No, We Won’t See a Torrent of Investment From the Tax Bill

One of the arguments that Republicans are using to support their tax bill is that it will unleash investment.  The data says otherwise.  Currently, most US economic sectors are operating far below maximum capacity utilization.

As the debate on tax policy and its impact on investment continues, investors may seek guidance from wealth advisors on how to navigate potential market shifts. The idea that tax cuts will lead to increased investment is not necessarily supported by data, and investors may need to consider a variety of factors when making investment decisions in today’s economic climate.
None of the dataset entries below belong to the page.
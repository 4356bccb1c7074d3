mod frame;
mod null_renderer;
mod primitives;

pub use frame::RenderFrame;
pub use null_renderer::NullRenderer;
pub use primitives::{
    ArcPrimitive, Color, LinePrimitive, LineStrokeStyle, PolygonPrimitive, RectCorners,
    RectPrimitive, TextHAlign, TextPrimitive,
};

use crate::error::ChartResult;

/// Contract implemented by any rendering backend.
///
/// Backends receive a fully materialized, deterministic `RenderFrame` so
/// drawing code remains isolated from chart domain and page logic.
pub trait Renderer {
    fn render(&mut self, frame: &RenderFrame) -> ChartResult<()>;
}

#[cfg(feature = "cairo-backend")]
mod cairo_backend;
#[cfg(feature = "cairo-backend")]
pub use cairo_backend::{CairoContextRenderer, CairoRenderStats, CairoRenderer};
use criterion::{Criterion, criterion_group, criterion_main};
use std::hint::black_box;

use report_charts::api::{RadarStyle, build_radar_frame};
use report_charts::core::{
    BarPoint, DonutLayout, GroupedBarLayout, PolarScale, RadarPoint, TimelinePoint, Viewport,
    project_donut_segments, project_grouped_bars, project_radar,
};
use report_charts::render::Color;

fn bench_radar_projection_64_axes(c: &mut Criterion) {
    let polar = PolarScale::fit(Viewport::new(800, 800), 0.8).expect("valid polar scale");
    let points: Vec<RadarPoint> = (0..64)
        .map(|i| RadarPoint::new(format!("axis-{i}"), f64::from(i % 6), 5.0))
        .collect();

    c.bench_function("radar_projection_64_axes", |b| {
        b.iter(|| {
            let _ = project_radar(black_box(&points), black_box(polar))
                .expect("projection should succeed");
        })
    });
}

fn bench_grouped_bar_projection_1k(c: &mut Criterion) {
    let viewport = Viewport::new(1920, 1080);
    let points: Vec<BarPoint> = (0..1_000)
        .map(|i| {
            let current = f64::from(i % 40);
            BarPoint::new(format!("category-{i}"), current, current + 50.0)
        })
        .collect();

    c.bench_function("grouped_bar_projection_1k", |b| {
        b.iter(|| {
            let _ = project_grouped_bars(
                black_box(&points),
                black_box(viewport),
                black_box(GroupedBarLayout::default()),
            )
            .expect("projection should succeed");
        })
    });
}

fn bench_donut_projection_64_segments(c: &mut Criterion) {
    let polar = PolarScale::fit(Viewport::new(600, 600), 0.7).expect("valid polar scale");
    let points: Vec<TimelinePoint> = (0..64)
        .map(|i| {
            TimelinePoint::new(
                format!("segment-{i}"),
                f64::from(i % 9 + 1),
                Color::rgb8(30, 58, 138),
            )
        })
        .collect();

    c.bench_function("donut_projection_64_segments", |b| {
        b.iter(|| {
            let _ = project_donut_segments(
                black_box(&points),
                black_box(polar),
                black_box(DonutLayout::default()),
            )
            .expect("projection should succeed");
        })
    });
}

fn bench_radar_frame_build(c: &mut Criterion) {
    let viewport = Viewport::new(700, 350);
    let style = RadarStyle::default();
    let points: Vec<RadarPoint> = (0..12)
        .map(|i| RadarPoint::new(format!("axis-{i}"), f64::from(i % 6), 5.0))
        .collect();

    c.bench_function("radar_frame_build_12_axes", |b| {
        b.iter(|| {
            let _ = build_radar_frame(black_box(&points), black_box(viewport), black_box(&style))
                .expect("frame build should succeed");
        })
    });
}

criterion_group!(
    benches,
    bench_radar_projection_64_axes,
    bench_grouped_bar_projection_1k,
    bench_donut_projection_64_segments,
    bench_radar_frame_build
);
criterion_main!(benches);
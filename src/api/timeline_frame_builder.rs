use smallvec::SmallVec;
use tracing::debug;

use crate::api::{
    LegendEntry, LegendLayoutConfig, LegendOrientation, TimelineStyle, build_legend_rows,
};
use crate::core::{PolarScale, SegmentGeometry, TimelinePoint, Viewport, project_donut_segments};
use crate::error::{ChartError, ChartResult};
use crate::render::{ArcPrimitive, RectPrimitive, RenderFrame, TextHAlign, TextPrimitive};

/// Assembled timeline scene: the validated frame plus the projected donut
/// segments, kept for hover hit-testing.
#[derive(Debug, Clone, PartialEq)]
pub struct TimelineScene {
    pub frame: RenderFrame,
    pub segments: SmallVec<[SegmentGeometry; 6]>,
    pub polar: PolarScale,
}

/// Builds the timeline donut frame: one padded ring segment per horizon,
/// clockwise in input order, plus a bottom legend with circular markers.
///
/// Weights are normalized against their own sum, so they need not sum
/// to 100. An empty dataset or zero total yields an empty ring.
pub fn build_timeline_frame(
    points: &[TimelinePoint],
    viewport: Viewport,
    style: &TimelineStyle,
) -> ChartResult<TimelineScene> {
    debug!(horizons = points.len(), "assembling timeline frame");

    if !viewport.is_valid() {
        return Err(ChartError::InvalidViewport {
            width: viewport.width,
            height: viewport.height,
        });
    }

    // The ring sits above the legend strip.
    let ring_height = (f64::from(viewport.height) - style.legend_height_px).max(1.0);
    let ring_viewport = Viewport::new(viewport.width, ring_height as u32);
    let polar = PolarScale::fit(ring_viewport, style.outer_radius_ratio)?;
    let segments = project_donut_segments(points, polar, style.layout)?;

    let mut frame = RenderFrame::new(viewport);
    let (center_x, center_y) = polar.center();
    for segment in &segments {
        let thickness = segment.outer_radius - segment.inner_radius;
        if thickness <= 0.0 || segment.end_angle_deg >= segment.start_angle_deg {
            continue;
        }
        frame.arcs.push(ArcPrimitive::new(
            center_x,
            center_y,
            (segment.inner_radius + segment.outer_radius) * 0.5,
            thickness,
            segment.start_angle_deg,
            segment.end_angle_deg,
            segment.fill,
        ));
    }

    let entries: Vec<LegendEntry> = points
        .iter()
        .map(|point| LegendEntry::new(point.name.clone(), point.fill))
        .collect();
    let config = LegendLayoutConfig {
        font_size_px: style.legend_font_size_px,
        ..LegendLayoutConfig::default()
    };
    for row in build_legend_rows(&entries, viewport, LegendOrientation::HorizontalBottom, config)? {
        // Round the swatch fully so the marker reads as a dot.
        frame.rects.push(
            RectPrimitive::new(
                row.swatch_x,
                row.swatch_y,
                row.swatch_size,
                row.swatch_size,
                row.swatch,
            )
            .with_corner_radius(row.swatch_size * 0.5),
        );
        frame.texts.push(TextPrimitive::new(
            row.label,
            row.label_x,
            row.label_y,
            config.font_size_px,
            style.legend_color,
            TextHAlign::Left,
        ));
    }

    frame.validate()?;
    Ok(TimelineScene {
        frame,
        segments,
        polar,
    })
}
use report_charts::api::{
    GroupedBarStyle, InvolvementStyle, RadarStyle, TimelineStyle, TooltipContent,
    build_grouped_bar_frame, build_involvement_frame, build_radar_frame, build_timeline_frame,
    resolve_bar_tooltip, resolve_involvement_tooltip, resolve_radar_tooltip,
    resolve_timeline_tooltip,
};
use report_charts::content;
use report_charts::core::Viewport;
use report_charts::interaction::InteractionState;

#[test]
fn radar_tooltip_resolves_nearest_axis() {
    let scene = build_radar_frame(
        &content::diagnosis_radar_data(),
        Viewport::new(400, 400),
        &RadarStyle::default(),
    )
    .expect("radar frame");

    // Straight above the center, on the first axis spoke.
    let (x, y) = scene.polar.point_at(90.0, 0.5);
    let tooltip = resolve_radar_tooltip(&scene, x, y).expect("hit");
    assert_eq!(
        tooltip,
        TooltipContent::RadarAxis {
            subject: "Finance".to_owned(),
            value: 1.0,
        }
    );
}

#[test]
fn radar_tooltip_misses_outside_the_radial_extent() {
    let scene = build_radar_frame(
        &content::diagnosis_radar_data(),
        Viewport::new(400, 400),
        &RadarStyle::default(),
    )
    .expect("radar frame");

    assert_eq!(resolve_radar_tooltip(&scene, 398.0, 398.0), None);
}

#[test]
fn bar_tooltip_reports_both_series_of_the_hovered_slot() {
    let scene = build_grouped_bar_frame(
        &content::objectives_bar_data(),
        Viewport::new(500, 448),
        &GroupedBarStyle::default(),
    )
    .expect("bar frame");

    // Second of five slots, each 100px wide on the 500px plot.
    let tooltip = resolve_bar_tooltip(&scene, 150.0, 200.0).expect("hit");
    assert_eq!(
        tooltip,
        TooltipContent::BarCategory {
            name: "Chrono.".to_owned(),
            current: 10.0,
            target: 100.0,
        }
    );
}

#[test]
fn bar_tooltip_misses_outside_the_plot() {
    let scene = build_grouped_bar_frame(
        &content::objectives_bar_data(),
        Viewport::new(500, 448),
        &GroupedBarStyle::default(),
    )
    .expect("bar frame");

    // Below the plot, in the legend footer.
    assert_eq!(resolve_bar_tooltip(&scene, 150.0, 430.0), None);
    // Right of the last slot.
    assert_eq!(resolve_bar_tooltip(&scene, 520.0, 200.0), None);
}

#[test]
fn involvement_tooltip_resolves_the_ring_band_under_the_pointer() {
    let scene = build_involvement_frame(
        &content::stakeholder_data(),
        Viewport::new(600, 300),
        &InvolvementStyle::default(),
    )
    .expect("involvement frame");

    let outermost = &scene.rings[0];
    let fraction = outermost.radius / scene.polar.radius();
    let (x, y) = scene.polar.point_at(90.0, fraction);

    let tooltip = resolve_involvement_tooltip(&scene, x, y).expect("hit");
    assert_eq!(
        tooltip,
        TooltipContent::InvolvementRing {
            name: "Service RH".to_owned(),
            value: 5.0,
        }
    );
}

#[test]
fn involvement_tooltip_misses_the_lower_half_plane() {
    let scene = build_involvement_frame(
        &content::stakeholder_data(),
        Viewport::new(600, 300),
        &InvolvementStyle::default(),
    )
    .expect("involvement frame");

    let outermost = &scene.rings[0];
    let fraction = outermost.radius / scene.polar.radius();
    let (x, y) = scene.polar.point_at(-90.0, fraction);

    assert_eq!(resolve_involvement_tooltip(&scene, x, y), None);
}

#[test]
fn timeline_tooltip_resolves_the_segment_under_the_pointer() {
    let scene = build_timeline_frame(
        &content::timeline_data(),
        Viewport::new(300, 336),
        &TimelineStyle::default(),
    )
    .expect("timeline frame");

    let segment = &scene.segments[0];
    let centerline = (segment.inner_radius + segment.outer_radius) * 0.5;
    let fraction = centerline / scene.polar.radius();
    let (x, y) = scene.polar.point_at(90.0, fraction);

    let tooltip = resolve_timeline_tooltip(&scene, x, y).expect("hit");
    assert_eq!(
        tooltip,
        TooltipContent::TimelineSegment {
            name: "Court Terme (1-2 Mois)".to_owned(),
            value: 4.0,
        }
    );
}

#[test]
fn timeline_tooltip_matches_sweeps_that_wrap_past_the_negative_axis() {
    let scene = build_timeline_frame(
        &content::timeline_data(),
        Viewport::new(300, 336),
        &TimelineStyle::default(),
    )
    .expect("timeline frame");

    // The first segment sweeps from 90 down past -90; probe near its far end.
    let segment = &scene.segments[0];
    assert!(segment.end_angle_deg < -90.0);
    let centerline = (segment.inner_radius + segment.outer_radius) * 0.5;
    let fraction = centerline / scene.polar.radius();
    let (x, y) = scene
        .polar
        .point_at(segment.end_angle_deg + 1.0, fraction);

    let tooltip = resolve_timeline_tooltip(&scene, x, y).expect("hit");
    assert!(matches!(
        tooltip,
        TooltipContent::TimelineSegment { name, .. } if name == "Court Terme (1-2 Mois)"
    ));
}

#[test]
fn hover_state_follows_the_pointer_and_clears_on_leave() {
    let scene = build_radar_frame(
        &content::diagnosis_radar_data(),
        Viewport::new(400, 400),
        &RadarStyle::default(),
    )
    .expect("radar frame");

    let mut interaction = InteractionState::default();
    assert!(!interaction.hover().visible);

    let (x, y) = scene.polar.point_at(90.0, 0.5);
    interaction.on_pointer_move(x, y);
    interaction.set_tooltip(resolve_radar_tooltip(&scene, x, y));

    assert!(interaction.hover().visible);
    assert_eq!(interaction.cursor(), (x, y));
    assert!(interaction.hover().tooltip.is_some());

    // Dead zone: the marker stays but the tooltip clears.
    interaction.on_pointer_move(398.0, 398.0);
    interaction.set_tooltip(resolve_radar_tooltip(&scene, 398.0, 398.0));
    assert!(interaction.hover().visible);
    assert_eq!(interaction.hover().tooltip, None);

    interaction.on_pointer_leave();
    assert!(!interaction.hover().visible);
}

#[test]
fn timeline_tooltip_misses_the_donut_hole() {
    let scene = build_timeline_frame(
        &content::timeline_data(),
        Viewport::new(300, 336),
        &TimelineStyle::default(),
    )
    .expect("timeline frame");

    let (center_x, center_y) = scene.polar.center();
    assert_eq!(resolve_timeline_tooltip(&scene, center_x, center_y), None);
}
Let’s start with manufacturing:

Figure 1

The top chart shows the CU rate for manufacturing while the bottom two charts break the data down into durable and non-durable subsets.  All three charts tell the same story: capacity utilization is at low historical levels.  Right now, it makes far more sense for companies to bring unused capacity back online rather than buy new equipment.
     Let’s turn to computer manufacturing and electric utilities:
Both charts tell a similar story: CU is low.
Mining is the only industry where a boost in investment is possible:
We see far more peaks and valleys.
The counter-argument is that spare capacity is outdated; as orders increase companies will be forced to add new, more modern capacity.  The problem with this argument is industrial production is actually very weak:
I broke the data down into its component pieces in this article over at TLR Analytics.  IP is the weakest of the coincident indicators this cycle.
In order to see an increase in CU, we need industrial production to pick-up.  And that’s just not happening.